I sure do, Tex. It's one of my few vices.

<<Let me suggest that there are people on earth today whose technology is no
more advanced than that of the pre-farming peoples of 30,000 years ago. They
still live in the stone age, do not engage in farming, have shown no
creativity technologically from their ancient ancestors. I guess by your
standard they are not true humans either. Stagnation for the past 30,000 years
is surely evidence of their lack of humanity.>>

This is the tribe/species error I've pointed out to already. Refer to my
previous posting on this. Your scare tactics on this one won't work.

<<I am going to say something that applies to all old earth anti-evolutionists

who believe that spiritual mankind was created around 30-35000 years ago.
With the advent of new data over the past 20 years, that position has moved
from one which was defensible to one which, in my opinion, is indefensible for
entirely unexpected reasons. Twenty years ago, it was believed that
anatomically modern man did not appear on earth until around 35,000 years ago.
Christians built up their apologetic based upon that number.>>

That has never been my contention. Trying to affix a definitive date to the
nearest thousand is fruitless in this field. All we can do is look at rough
periods. You deal with the data and interpret it. It is unquestionable that an
explosion took place recently, and marched ever upward, unlike the million
years before it.

<<anatomically modern man appeared 120,000
years ago. He looked almost like you and I. His brain was big. He engaged in

unimproved stone-age technology for the next 50,000 years. His stone tools
were just like Neanderthal's (which were the most complex tools ever made by
ancient man), but they didn't alter them for the first 50,000 years of their
existence.>>

Utilizing one of your favorite forms of reasoning, isn't it unreasonable to
expect a new species to leave widespread evidence until it has sufficient time
to populate the earth?

And you fail to mention on very real fact: The archeological record in Western
Europe is far richer than Africa. "For every archeological site of this era in
Africa, there are about two hundred such sites in Western Europe. The
disparity reflects a difference in the intensity of scientific exploration in
the two continents, not the reality of prehistory." [Leakey, p. 94] This
little datum alone deals with your objection sufficiently.

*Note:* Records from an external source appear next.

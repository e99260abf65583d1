use crate::models::domain::{normalize_email, ScoringWeights};
use chrono::{DateTime, Utc};
use serde::{Deserialize, Serialize};
use std::collections::{BTreeMap, HashSet};
use std::fmt;
use thiserror::Error;

/// Availability score used when no availability data exists
pub const NEUTRAL_AVAILABILITY: f64 = 0.8;

/// Overall score at or above which a team is flagged high quality
pub const HIGH_QUALITY_THRESHOLD: f64 = 0.75;

/// Overall score at or above which a team is considered viable
pub const VIABLE_THRESHOLD: f64 = 0.6;

/// Minimum availability for a viable team
pub const VIABLE_AVAILABILITY: f64 = 0.5;

fn default_availability() -> f64 {
    NEUTRAL_AVAILABILITY
}

/// Score breakdown for a pair or team; every field lies in [0, 1]
#[derive(Debug, Clone, Copy, PartialEq, Serialize, Deserialize)]
pub struct MatchScore {
    pub overall: f64,
    #[serde(rename = "skillsCompatibility")]
    pub skills_compatibility: f64,
    #[serde(rename = "experienceBalance")]
    pub experience_balance: f64,
    #[serde(rename = "preferencesAlignment")]
    pub preferences_alignment: f64,
    #[serde(rename = "communicationFit")]
    pub communication_fit: f64,
    #[serde(rename = "availabilityMatch", default = "default_availability")]
    pub availability_match: f64,
}

impl MatchScore {
    /// Build a score from its components; `overall` is the weighted sum, clamped
    pub fn from_components(
        skills: f64,
        experience: f64,
        preferences: f64,
        communication: f64,
        availability: Option<f64>,
        weights: &ScoringWeights,
    ) -> Self {
        let skills = unit(skills);
        let experience = unit(experience);
        let preferences = unit(preferences);
        let communication = unit(communication);
        let availability = unit(availability.unwrap_or(NEUTRAL_AVAILABILITY));

        let overall = skills * weights.skills
            + experience * weights.experience
            + preferences * weights.preferences
            + communication * weights.communication
            + availability * weights.availability;

        Self {
            overall: unit(overall),
            skills_compatibility: skills,
            experience_balance: experience,
            preferences_alignment: preferences,
            communication_fit: communication,
            availability_match: availability,
        }
    }

    pub fn is_high_quality(&self) -> bool {
        self.overall >= HIGH_QUALITY_THRESHOLD
    }

    pub fn is_viable(&self) -> bool {
        self.overall >= VIABLE_THRESHOLD && self.availability_match >= VIABLE_AVAILABILITY
    }
}

/// Clamp into [0, 1], mapping NaN to 0
pub(crate) fn unit(value: f64) -> f64 {
    if value.is_nan() {
        0.0
    } else {
        value.clamp(0.0, 1.0)
    }
}

#[derive(Debug, Clone, Default, PartialEq, Eq, Serialize, Deserialize)]
pub struct MatchReasoning {
    pub strengths: Vec<String>,
    pub concerns: Vec<String>,
    pub suggestions: Vec<String>,
}

#[derive(Debug, Clone, Copy, PartialEq, Eq, Hash, Serialize, Deserialize)]
#[serde(rename_all = "lowercase")]
pub enum MatchStatus {
    Suggested,
    Accepted,
    Rejected,
    Expired,
}

impl MatchStatus {
    pub fn is_terminal(self) -> bool {
        !matches!(self, MatchStatus::Suggested)
    }

    /// suggested -> {accepted, rejected, expired}; every other state is final
    pub fn can_transition_to(self, next: MatchStatus) -> bool {
        matches!(
            (self, next),
            (MatchStatus::Suggested, MatchStatus::Accepted)
                | (MatchStatus::Suggested, MatchStatus::Rejected)
                | (MatchStatus::Suggested, MatchStatus::Expired)
        )
    }
}

impl fmt::Display for MatchStatus {
    fn fmt(&self, f: &mut fmt::Formatter<'_>) -> fmt::Result {
        let s = match self {
            MatchStatus::Suggested => "suggested",
            MatchStatus::Accepted => "accepted",
            MatchStatus::Rejected => "rejected",
            MatchStatus::Expired => "expired",
        };
        write!(f, "{}", s)
    }
}

/// Demographic batch a diverse team was drawn from
#[derive(Debug, Clone, Copy, PartialEq, Eq, Hash, Serialize, Deserialize)]
#[serde(rename_all = "kebab-case")]
pub enum TeamSegment {
    FemaleOnly,
    MixedAdults,
    MinorsOnly,
}

#[derive(Debug, Clone, PartialEq, Eq, Error)]
pub enum MatchStateError {
    #[error("a team needs at least 2 participants, got {0}")]
    TooFewParticipants(usize),

    #[error("participant listed twice: {0}")]
    DuplicateParticipant(String),

    #[error("{0} is not a participant of this match")]
    NotAParticipant(String),

    #[error("cannot move match from {from} to {to}")]
    InvalidTransition { from: MatchStatus, to: MatchStatus },
}

/// A suggested team with its score, reasoning and roles
///
/// Values are immutable: status changes produce a new `TeamMatch`.
#[derive(Debug, Clone, PartialEq, Serialize, Deserialize)]
pub struct TeamMatch {
    pub id: String,
    #[serde(rename = "participantEmails")]
    pub participant_emails: Vec<String>,
    #[serde(rename = "matchScore")]
    pub match_score: MatchScore,
    pub reasoning: MatchReasoning,
    #[serde(rename = "recommendedRoles")]
    pub recommended_roles: BTreeMap<String, String>,
    pub status: MatchStatus,
    #[serde(default)]
    pub segment: Option<TeamSegment>,
    #[serde(rename = "createdAt")]
    pub created_at: DateTime<Utc>,
}

impl TeamMatch {
    pub fn new(
        participant_emails: Vec<String>,
        match_score: MatchScore,
        reasoning: MatchReasoning,
        recommended_roles: BTreeMap<String, String>,
    ) -> Result<Self, MatchStateError> {
        if participant_emails.len() < 2 {
            return Err(MatchStateError::TooFewParticipants(participant_emails.len()));
        }

        let mut seen = HashSet::new();
        for email in &participant_emails {
            if !seen.insert(normalize_email(email)) {
                return Err(MatchStateError::DuplicateParticipant(email.clone()));
            }
        }

        Ok(Self {
            id: uuid::Uuid::new_v4().to_string(),
            participant_emails,
            match_score,
            reasoning,
            recommended_roles,
            status: MatchStatus::Suggested,
            segment: None,
            created_at: Utc::now(),
        })
    }

    pub fn with_segment(mut self, segment: TeamSegment) -> Self {
        self.segment = Some(segment);
        self
    }

    pub fn team_size(&self) -> usize {
        self.participant_emails.len()
    }

    pub fn has_participant(&self, email: &str) -> bool {
        let email = normalize_email(email);
        self.participant_emails
            .iter()
            .any(|p| normalize_email(p) == email)
    }

    pub fn accept(&self, requester: &str) -> Result<Self, MatchStateError> {
        self.transition_by(requester, MatchStatus::Accepted)
    }

    pub fn reject(&self, requester: &str) -> Result<Self, MatchStateError> {
        self.transition_by(requester, MatchStatus::Rejected)
    }

    /// System-initiated expiry; no requester check
    pub fn expire(&self) -> Result<Self, MatchStateError> {
        self.transition(MatchStatus::Expired)
    }

    /// Transition requested by a participant of the match
    pub fn transition_by(
        &self,
        requester: &str,
        next: MatchStatus,
    ) -> Result<Self, MatchStateError> {
        if !self.has_participant(requester) {
            return Err(MatchStateError::NotAParticipant(requester.to_string()));
        }
        self.transition(next)
    }

    fn transition(&self, next: MatchStatus) -> Result<Self, MatchStateError> {
        if !self.status.can_transition_to(next) {
            return Err(MatchStateError::InvalidTransition {
                from: self.status,
                to: next,
            });
        }

        Ok(Self {
            status: next,
            ..self.clone()
        })
    }

    /// Flat presentation record with derived metadata
    pub fn to_record(&self) -> TeamMatchRecord {
        TeamMatchRecord {
            id: self.id.clone(),
            participant_emails: self.participant_emails.clone(),
            match_score: self.match_score,
            reasoning: self.reasoning.clone(),
            recommended_roles: self.recommended_roles.clone(),
            status: self.status,
            segment: self.segment,
            created_at: self.created_at,
            metadata: MatchMetadata {
                team_size: self.team_size(),
                is_high_quality: self.match_score.is_high_quality(),
                is_viable: self.match_score.is_viable(),
            },
        }
    }
}

#[derive(Debug, Clone, PartialEq, Serialize, Deserialize)]
pub struct MatchMetadata {
    #[serde(rename = "teamSize")]
    pub team_size: usize,
    #[serde(rename = "isHighQuality")]
    pub is_high_quality: bool,
    #[serde(rename = "isViable")]
    pub is_viable: bool,
}

/// Serialized shape of a `TeamMatch` handed to presentation code
#[derive(Debug, Clone, PartialEq, Serialize, Deserialize)]
pub struct TeamMatchRecord {
    pub id: String,
    #[serde(rename = "participantEmails")]
    pub participant_emails: Vec<String>,
    #[serde(rename = "matchScore")]
    pub match_score: MatchScore,
    pub reasoning: MatchReasoning,
    #[serde(rename = "recommendedRoles")]
    pub recommended_roles: BTreeMap<String, String>,
    pub status: MatchStatus,
    #[serde(skip_serializing_if = "Option::is_none", default)]
    pub segment: Option<TeamSegment>,
    #[serde(rename = "createdAt")]
    pub created_at: DateTime<Utc>,
    pub metadata: MatchMetadata,
}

Besides, you're factually wrong. Technologies based on narrow blades begin to
appear in Africa around 100,000 years ago.

<<The problems my view has are miniscule compared to those of a 35k Adam.>>

No. Pushing back the appearance of modern man rules out Neanderthals as
ancestors. Aren't you aware that sites like the Border Cave and Klasies River
Mouth are touted by the Out-of-Africa folks? If cite that evidence, then you
have to live with its consequences.

It also strengthens the theory that any innovative-looking Neanderthal
evidence was an attempt to copy modern man, or was modern man's trade. This is
strengthened even MORE now by the pushing back of stone tools. Neanderthal
never advanced the industry. It is, well, inhuman.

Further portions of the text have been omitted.